Regarding the dyslipidemia, four out of five patients showed abnormal levels of total cholesterol, and all patients showed abnormal cholesterol fractions and triglycerides, being higher on the patient with an early-onset “Wolman” phenotype. In children and adults with LAL deficiency, laboratory parameters of cholesterol are not always severely abnormal, as reported by Bernstein et al. in 2013, when reviewing 135 cases of patients with LAL deficiency, where 79% of the patients presented total cholesterol > 200 and 71% had HDL-C between 20 and 40 [11]. As previously reported, patients with higher levels of total cholesterol and LDL-C do not necessarily present with more severe lipid deposits and impaired liver function than patients with lower levels [7].

Regarding liver enzymes, we can observe that patients 1 to 4 had moderately increased aspartate aminotransferase, alanine aminotransferase, gamma-glutamyltransferase, and alkaline phosphatase levels, and patient 5 showed much more severe compromise of liver function, with much higher enzyme levels.

The liver biopsies of the patients in cases 1 and 2 show us disseminated lipid accumulation and severe steatosis with lipid-filled histiocytes, marking the important lipid deposits in hepatocytes, leading to cellular damage and subsequent organic failure. In case 5, we can see more important tissue damage, with severe macro- and microvesicular steatosis and fibrosis presenting at an early stage. That follows the pattern showed in the literature so far [14, 15] and, despite the initial presenting symptoms or signs, the presence of dyslipidemia, hypertriglyceridemia, and increased liver enzyme levels must lead to the suspicion of LAL deficiency.

These cases in addition to the published literature [1, 1618] show the broad clinical spectrum of this disease and highlight the importance of health care professionals having LAL deficiency in mind as a potential diagnosis when evaluating a patient with hepatomegaly with or without splenomegaly, elevated liver enzymes, dyslipidemia, and/or growth abnormalities, because the early identification of patients is an important prerequisite for timely treatment with enzyme replacement therapy [19].

5. Conclusion

LAL deficiency should be included in the differential diagnosis for all patients with elevated LDL-C who also may have mildly to moderately decreased HDL-C levels, elevated transaminases, and hepatomegaly.

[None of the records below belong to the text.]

//! Configuration variables that a map can override

use std::collections::BTreeMap;
use std::io::Read;

use crate::core::{Error, Result};
use crate::format::wire::{get_float, get_int, get_string, put_float, put_int, put_string};

/// Variable flags
pub mod flags {
    /// The map may override this variable
    pub const OVERRIDE: u32 = 1 << 0;
    pub const READONLY: u32 = 1 << 1;
    /// Changed from its default by the current map
    pub const OVERRIDDEN: u32 = 1 << 2;
}

/// Typed variable value
#[derive(Clone, Debug, PartialEq)]
pub enum VarValue {
    Int(i32),
    Float(f32),
    Str(String),
}

impl VarValue {
    /// Wire type tag: 0 = int, 1 = float, 2 = string
    pub fn type_tag(&self) -> i32 {
        match self {
            VarValue::Int(_) => 0,
            VarValue::Float(_) => 1,
            VarValue::Str(_) => 2,
        }
    }

    fn same_type(&self, other: &VarValue) -> bool {
        self.type_tag() == other.type_tag()
    }
}

/// A variable as stored in the map file
#[derive(Clone, Debug, PartialEq)]
pub struct MapVar {
    pub name: String,
    pub value: VarValue,
}

impl MapVar {
    /// TYPE NAME VALUE
    pub fn encode(&self, buf: &mut Vec<u8>) -> Result<()> {
        put_int(buf, self.value.type_tag())?;
        put_string(buf, &self.name)?;
        match &self.value {
            VarValue::Int(i) => put_int(buf, *i)?,
            VarValue::Float(f) => put_float(buf, *f)?,
            VarValue::Str(s) => put_string(buf, s)?,
        }
        Ok(())
    }

    pub fn decode(reader: &mut impl Read) -> Result<Self> {
        let format_err = |e: std::io::Error| Error::Format(format!("variable: {}", e));
        let tag = get_int(reader).map_err(format_err)?;
        let name = get_string(reader).map_err(format_err)?;
        let value = match tag {
            0 => VarValue::Int(get_int(reader).map_err(format_err)?),
            1 => VarValue::Float(get_float(reader).map_err(format_err)?),
            2 => VarValue::Str(get_string(reader).map_err(format_err)?),
            other => {
                return Err(Error::Format(format!("unknown variable type {} for {}", other, name)));
            }
        };
        Ok(Self { name, value })
    }
}

#[derive(Clone, Debug, PartialEq)]
struct Var {
    value: VarValue,
    flags: u32,
}

/// Named variables with override tracking, enumerated in name order
#[derive(Clone, Debug, Default)]
pub struct VarRegistry {
    vars: BTreeMap<String, Var>,
}

impl VarRegistry {
    pub fn new() -> Self {
        Self::default()
    }

    /// Register a variable with its default value
    pub fn register(&mut self, name: impl Into<String>, value: VarValue, flags: u32) {
        self.vars.insert(name.into(), Var { value, flags });
    }

    pub fn get(&self, name: &str) -> Option<&VarValue> {
        self.vars.get(name).map(|v| &v.value)
    }

    pub fn flags(&self, name: &str) -> Option<u32> {
        self.vars.get(name).map(|v| v.flags)
    }

    /// Assign a value; overridable variables remember that the map changed them
    pub fn set(&mut self, name: &str, value: VarValue) -> Result<()> {
        let var = self
            .vars
            .get_mut(name)
            .ok_or_else(|| Error::Config(format!("unknown variable {}", name)))?;
        if var.flags & flags::READONLY != 0 {
            return Err(Error::Config(format!("variable {} is read-only", name)));
        }
        if !var.value.same_type(&value) {
            return Err(Error::Config(format!("type mismatch assigning {}", name)));
        }
        if var.value != value && var.flags & flags::OVERRIDE != 0 {
            var.flags |= flags::OVERRIDDEN;
        }
        var.value = value;
        Ok(())
    }

    /// Variables the map file must carry: overridable, overridden, writable
    pub fn exported(&self) -> Vec<MapVar> {
        self.vars
            .iter()
            .filter(|(_, v)| {
                v.flags & flags::OVERRIDE != 0
                    && v.flags & flags::OVERRIDDEN != 0
                    && v.flags & flags::READONLY == 0
            })
            .map(|(name, v)| MapVar {
                name: name.clone(),
                value: v.value.clone(),
            })
            .collect()
    }

    pub fn len(&self) -> usize {
        self.vars.len()
    }

    pub fn is_empty(&self) -> bool {
        self.vars.is_empty()
    }
}

#[cfg(test)]
mod tests {
    use super::*;

    fn registry() -> VarRegistry {
        let mut vars = VarRegistry::new();
        vars.register("fogcolour", VarValue::Int(0x8099B3), flags::OVERRIDE);
        vars.register("fog", VarValue::Int(4000), flags::OVERRIDE);
        vars.register("skybox", VarValue::Str(String::new()), flags::OVERRIDE);
        vars.register("ambientscale", VarValue::Float(1.0), flags::OVERRIDE);
        vars.register("maxfps", VarValue::Int(200), 0);
        vars.register("mapversion", VarValue::Int(1), flags::OVERRIDE | flags::READONLY);
        vars
    }

    #[test]
    fn test_only_overridden_are_exported() {
        let mut vars = registry();
        assert!(vars.exported().is_empty());

        vars.set("fog", VarValue::Int(2500)).unwrap();
        vars.set("skybox", VarValue::Str("skyboxes/dusk".into())).unwrap();
        vars.set("maxfps", VarValue::Int(60)).unwrap();

        let exported = vars.exported();
        let names: Vec<&str> = exported.iter().map(|v| v.name.as_str()).collect();
        assert_eq!(names, vec!["fog", "skybox"]);
        assert_eq!(exported[0].value, VarValue::Int(2500));
    }

    #[test]
    fn test_unchanged_assignment_is_not_an_override() {
        let mut vars = registry();
        vars.set("fog", VarValue::Int(4000)).unwrap();
        assert!(vars.exported().is_empty());
    }

    #[test]
    fn test_readonly_rejected() {
        let mut vars = registry();
        assert!(vars.set("mapversion", VarValue::Int(2)).is_err());
        assert!(vars.set("nope", VarValue::Int(2)).is_err());
        assert!(vars.set("fog", VarValue::Float(2.0)).is_err());
    }

    #[test]
    fn test_readonly_never_exported() {
        let mut vars = VarRegistry::new();
        vars.register("locked", VarValue::Int(1), flags::OVERRIDE | flags::OVERRIDDEN | flags::READONLY);
        assert!(vars.exported().is_empty());
    }

    #[test]
    fn test_var_wire_layout() {
        let var = MapVar { name: "fog".into(), value: VarValue::Int(300) };
        let mut buf = Vec::new();
        var.encode(&mut buf).unwrap();
        assert_eq!(buf, vec![0, 3, b'f', b'o', b'g', 0x80, 0x2C, 0x01]);
        assert_eq!(MapVar::decode(&mut buf.as_slice()).unwrap(), var);
    }

    #[test]
    fn test_var_decode_all_types() {
        let vars = [
            MapVar { name: "a".into(), value: VarValue::Float(0.25) },
            MapVar { name: "b".into(), value: VarValue::Str("x y".into()) },
        ];
        let mut buf = Vec::new();
        for var in &vars {
            var.encode(&mut buf).unwrap();
        }
        let mut reader = buf.as_slice();
        for var in &vars {
            assert_eq!(&MapVar::decode(&mut reader).unwrap(), var);
        }
    }

    #[test]
    fn test_unknown_type_tag() {
        let buf = [7u8, 1, b'x', 0];
        assert!(matches!(MapVar::decode(&mut buf.as_slice()), Err(Error::Format(_))));
    }
}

Enzyme replacement therapy with sebelipase alfa is an option in some areas of the world. Thus, the early detection of patients is advised, because the earlier the patient starts the treatment, the better the outcome will probably be.

Abbreviations

BMI:Body mass index
HDL-C:High-density lipoprotein cholesterol
LAL:Lysosomal acid lipase
LDL-C:Low-density lipoprotein cholesterol
LIPA:Lysosomal acid lipase gene
PAS:Periodic acid-Schiff
DBS:Dried Blood Spots.

Disclosure

The content is solely the responsibility of the authors. Alexion Pharmaceuticals, Inc., had no role in the preparation or approval of the manuscript.

Conflicts of Interest

Dr. Marco Antonio Curiati receives sponsorship for international conferences. Dr. Ana Maria Martins receives sponsorship for international conferences and grants for lectures.

Authors’ Contributions

Dr. Marco Antonio Curiati wrote the first draft of the manuscript.

Acknowledgments

The authors would like to acknowledge Dr. Cecilia Micheletti, Dr. Jucier Gonçalves Júnior, and Dr. Fernanda Ceragioli for assisting the patients in case studies 1 and 5 during their hospitalization and Dr. Carmen Mendes and Dr. Carolina Aranda for following patients 1, 2, 3, and 4 in our reference center. The authors would like to thank Dr. Débora Adriana Pereira Jimenez and Dr. Mariangela Cristina Crispino Barata of Universidade Federal de São Paulo and Radhika Tripuraneni, MD, MPH, for the critical review of the article. Editorial support was provided by Peloton Advantage, LLC, funded by Alexion Pharmaceuticals, Inc.